[Math] Distance between any two points in a compact metric space

compactnessgeneral-topologymetric-spaces

I am given the following problem:

Show that if a metric space (X,d) is compact (meaning X is compact
with respect to the metric d), then there exist points a,b ∈ X such
that d(a,b) = sup{d(x,y) : x,y in X}. (Hint: You’ll need to use the fact
that (X,d) is compact twice. In particular, this means that every
compact metric space has an upper bound on how far away two points can
be)

However, I am not sure if the problem has left out $X \subseteq \mathbb{R}$. Does the statement hold in a general metric space?

Secondly, how might one go about proving this?

Best Answer

Here is a way to use compactness once. Consider the given distance function $d:X\times X\to \mathbb R$. If $X$ is compact, then so is $X\times X$ (this is the easy part of Tychonoff that can actually be proved easily without recourse to anything complicated). Now, a continuous real-valued function on a compact set attains a maximum. The distance function is always (uniformly) continuous.

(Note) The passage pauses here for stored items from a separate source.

use crate::error::{require_file, IoResultExt, Result, TrustError};
use crate::hash::{digest_bytes, digest_file, DigestAlgorithm};
use crate::signing::credential::{Credential, KEY_ALGORITHM};
use crate::signing::embedded::{self, Block};
use crate::util::{with_appended_extension, write_atomic, write_json_atomic};
use base64::{engine::general_purpose, Engine as _};
use chrono::{DateTime, Utc};
use ed25519_dalek::{Signature, VerifyingKey, PUBLIC_KEY_LENGTH, SIGNATURE_LENGTH};
use serde::{Deserialize, Serialize};
use std::fs;
use std::path::{Path, PathBuf};
use tracing::{info, warn};

pub const SIGNATURE_EXTENSION: &str = "sig";
pub const ENVELOPE_VERSION: u32 = 1;

const DOMAIN_TAG: &[u8] = b"filetrust-signature-v1\0";

/// Serialized form of one signature, detached or embedded.
#[derive(Debug, Clone, PartialEq, Eq, Serialize, Deserialize)]
pub struct SignatureEnvelope {
    pub version: u32,
    pub algorithm: String,
    pub signer: String,
    pub public_key: String,
    pub signature: String,
    pub signed_at: DateTime<Utc>,
}

#[derive(Debug, Clone, PartialEq, Eq, Serialize, Deserialize)]
pub struct DetachedSignature {
    pub subject_file_path: PathBuf,
    pub artifact_path: PathBuf,
    pub signature_bytes: Vec<u8>,
    pub signer_identity: String,
}

#[derive(Debug, Clone, PartialEq, Eq, Serialize, Deserialize)]
#[serde(tag = "kind", rename_all = "snake_case")]
pub enum SignatureRecord {
    Embedded {
        path: PathBuf,
        signer_identity: String,
    },
    Detached(DetachedSignature),
}

#[derive(Debug, Clone, Copy, PartialEq, Eq, Serialize, Deserialize)]
pub enum SignatureStatus {
    Valid,
    Invalid,
}

#[derive(Debug, Clone, PartialEq, Eq, Serialize, Deserialize)]
pub struct VerificationOutcome {
    pub path: PathBuf,
    pub is_valid: bool,
    pub signer_identity: Option<String>,
    pub status: SignatureStatus,
    pub embedded: bool,
    pub reason: Option<String>,
}

impl VerificationOutcome {
    fn valid(path: &Path, signer: String, embedded: bool) -> Self {
        Self {
            path: path.to_path_buf(),
            is_valid: true,
            signer_identity: Some(signer),
            status: SignatureStatus::Valid,
            embedded,
            reason: None,
        }
    }

    fn invalid(path: &Path, signer: Option<String>, embedded: bool, reason: impl Into<String>) -> Self {
        Self {
            path: path.to_path_buf(),
            is_valid: false,
            signer_identity: signer,
            status: SignatureStatus::Invalid,
            embedded,
            reason: Some(reason.into()),
        }
    }
}

/// Signs files and checks their signatures.
///
/// Script formats listed in [`embedded::EMBEDDABLE_EXTENSIONS`] carry their
/// signature inline; everything else gets a `<file>.sig` sibling. Signatures
/// are checked against the public key inside the envelope. Whether that key
/// belongs to a trusted signer is the caller's question.
#[derive(Debug, Clone, Default)]
pub struct SignatureService;

impl SignatureService {
    pub fn new() -> Self {
        Self
    }

    pub fn signature_path(&self, path: &Path) -> PathBuf {
        with_appended_extension(path, SIGNATURE_EXTENSION)
    }

    pub fn sign(&self, path: &Path, credential: &Credential) -> Result<SignatureRecord> {
        require_file(path)?;
        if embedded::supports_embedded(path) {
            self.sign_embedded(path, credential)
        } else {
            self.sign_detached(path, credential)
        }
    }

    fn sign_embedded(&self, path: &Path, credential: &Credential) -> Result<SignatureRecord> {
        let content = fs::read(path).at(path)?;
        let body = embedded::normalize_body(embedded::extract(&content).body(&content));
        let content_hash = digest_bytes(&body, DigestAlgorithm::Sha256);
        let (envelope, _) = seal_envelope(credential, &content_hash);
        let encoded = serde_json::to_vec(&envelope)
            .map_err(|e| TrustError::InvalidArgument(format!("encode envelope: {e}")))?;
        let signed = embedded::attach(&body, &general_purpose::STANDARD.encode(encoded));
        write_atomic(path, &signed)?;
        info!(path = %path.display(), signer = %credential.identity(), "embedded signature written");
        Ok(SignatureRecord::Embedded {
            path: path.to_path_buf(),
            signer_identity: credential.identity().to_string(),
        })
    }

    fn sign_detached(&self, path: &Path, credential: &Credential) -> Result<SignatureRecord> {
        let content_hash = digest_file(path, DigestAlgorithm::Sha256)?;
        let (envelope, signature) = seal_envelope(credential, &content_hash);
        let artifact = self.signature_path(path);
        write_json_atomic(&artifact, &envelope)?;
        info!(
            path = %path.display(),
            artifact = %artifact.display(),
            signer = %credential.identity(),
            "detached signature written"
        );
        Ok(SignatureRecord::Detached(DetachedSignature {
            subject_file_path: path.to_path_buf(),
            artifact_path: artifact,
            signature_bytes: signature.to_bytes().to_vec(),
            signer_identity: credential.identity().to_string(),
        }))
    }

    /// Any mismatch is reported as `Invalid`; only a missing signature or an
    /// unreadable subject is an error.
    pub fn verify(&self, path: &Path) -> Result<VerificationOutcome> {
        require_file(path)?;
        let outcome = if embedded::supports_embedded(path) {
            self.verify_embedded(path)?
        } else {
            self.verify_detached(path)?
        };
        match &outcome.reason {
            None => info!(path = %path.display(), signer = ?outcome.signer_identity, "signature valid"),
            Some(reason) => warn!(path = %path.display(), %reason, "signature invalid"),
        }
        Ok(outcome)
    }

    fn verify_embedded(&self, path: &Path) -> Result<VerificationOutcome> {
        let content = fs::read(path).at(path)?;
        let (body, payload) = match embedded::extract(&content) {
            Block::Absent => return Err(TrustError::NoSignature(path.to_path_buf())),
            Block::Broken { reason, .. } => {
                return Ok(VerificationOutcome::invalid(path, None, true, reason))
            }
            Block::Present { body, payload } => (body, payload),
        };
        let envelope = match general_purpose::STANDARD
            .decode(payload.as_bytes())
            .map_err(|e| e.to_string())
            .and_then(|raw| serde_json::from_slice::<SignatureEnvelope>(&raw).map_err(|e| e.to_string()))
        {
            Ok(envelope) => envelope,
            Err(e) => {
                return Ok(VerificationOutcome::invalid(
                    path,
                    None,
                    true,
                    format!("malformed signature block: {e}"),
                ))
            }
        };
        let content_hash = digest_bytes(body, DigestAlgorithm::Sha256);
        Ok(check_envelope(path, &envelope, &content_hash, true))
    }

    fn verify_detached(&self, path: &Path) -> Result<VerificationOutcome> {
        let artifact = self.signature_path(path);
        let raw = match fs::read(&artifact) {
            Ok(raw) => raw,
            Err(e) if e.kind() == std::io::ErrorKind::NotFound => {
                return Err(TrustError::NoSignature(path.to_path_buf()))
            }
            Err(e) => return Err(TrustError::io(&artifact, e)),
        };
        let envelope: SignatureEnvelope = match serde_json::from_slice(&raw) {
            Ok(envelope) => envelope,
            Err(e) => {
                return Ok(VerificationOutcome::invalid(
                    path,
                    None,
                    false,
                    format!("malformed signature file: {e}"),
                ))
            }
        };
        let content_hash = digest_file(path, DigestAlgorithm::Sha256)?;
        Ok(check_envelope(path, &envelope, &content_hash, false))
    }

    /// Like [`verify`](Self::verify), but an invalid signature is an error.
    pub fn ensure_valid(&self, path: &Path) -> Result<VerificationOutcome> {
        let outcome = self.verify(path)?;
        if let Some(reason) = &outcome.reason {
            return Err(TrustError::SignatureInvalid {
                path: path.to_path_buf(),
                reason: reason.clone(),
            });
        }
        Ok(outcome)
    }
}

/// `tag || len(identity) || identity || sha256(content)`
fn signed_message(identity: &str, content_hash: &str) -> Vec<u8> {
    let mut message = Vec::with_capacity(DOMAIN_TAG.len() + 4 + identity.len() + content_hash.len());
    message.extend_from_slice(DOMAIN_TAG);
    message.extend_from_slice(&(identity.len() as u32).to_be_bytes());
    message.extend_from_slice(identity.as_bytes());
    message.extend_from_slice(content_hash.as_bytes());
    message
}

fn seal_envelope(credential: &Credential, content_hash: &str) -> (SignatureEnvelope, Signature) {
    let signature = credential.sign(&signed_message(credential.identity(), content_hash));
    let envelope = SignatureEnvelope {
        version: ENVELOPE_VERSION,
        algorithm: KEY_ALGORITHM.to_string(),
        signer: credential.identity().to_string(),
        public_key: credential.public_key_b64(),
        signature: general_purpose::STANDARD.encode(signature.to_bytes()),
        signed_at: Utc::now(),
    };
    (envelope, signature)
}

fn check_envelope(
    path: &Path,
    envelope: &SignatureEnvelope,
    content_hash: &str,
    embedded: bool,
) -> VerificationOutcome {
    let signer = Some(envelope.signer.clone());
    match check_signature(envelope, content_hash) {
        Ok(()) => VerificationOutcome::valid(path, envelope.signer.clone(), embedded),
        Err(reason) => VerificationOutcome::invalid(path, signer, embedded, reason),
    }
}

fn check_signature(envelope: &SignatureEnvelope, content_hash: &str) -> std::result::Result<(), String> {
    if envelope.version != ENVELOPE_VERSION {
        return Err(format!("unsupported envelope version {}", envelope.version));
    }
    if envelope.algorithm != KEY_ALGORITHM {
        return Err(format!("unsupported algorithm {}", envelope.algorithm));
    }
    let public = general_purpose::STANDARD
        .decode(&envelope.public_key)
        .map_err(|e| format!("decode public key: {e}"))?;
    let public: [u8; PUBLIC_KEY_LENGTH] = public
        .as_slice()
        .try_into()
        .map_err(|_| format!("public key must be {PUBLIC_KEY_LENGTH} bytes"))?;
    let key = VerifyingKey::from_bytes(&public).map_err(|e| format!("bad public key: {e}"))?;

    let sig = general_purpose::STANDARD
        .decode(&envelope.signature)
        .map_err(|e| format!("decode signature: {e}"))?;
    let sig: [u8; SIGNATURE_LENGTH] = sig
        .as_slice()
        .try_into()
        .map_err(|_| format!("signature must be {SIGNATURE_LENGTH} bytes"))?;
    let sig = Signature::from_bytes(&sig);

    key.verify_strict(&signed_message(&envelope.signer, content_hash), &sig)
        .map_err(|_| "signature does not match file content".to_string())
}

In case you are looking for a proof that avoids any topology: A metric space is compact if every sequence in it admits a convergent subsequence. Prove that if $X$ is compact, then so is $X\times X$. Then, suppose the distances were unbounded. Construct a sequence of pairs of points $(x_i,y_i)$ with unbounded distances. Extract a subsequence, use continuity of the distance function and get a contradiction. Thus the distances are bounded. Let $s$ be the supremum of all distances. Now construct a sequences of pairs as above that converges to the supremum. Extract a convergent subsequence, apply continuity of the distance function, and show the supermum is attained at the limit of the extracted subsequence.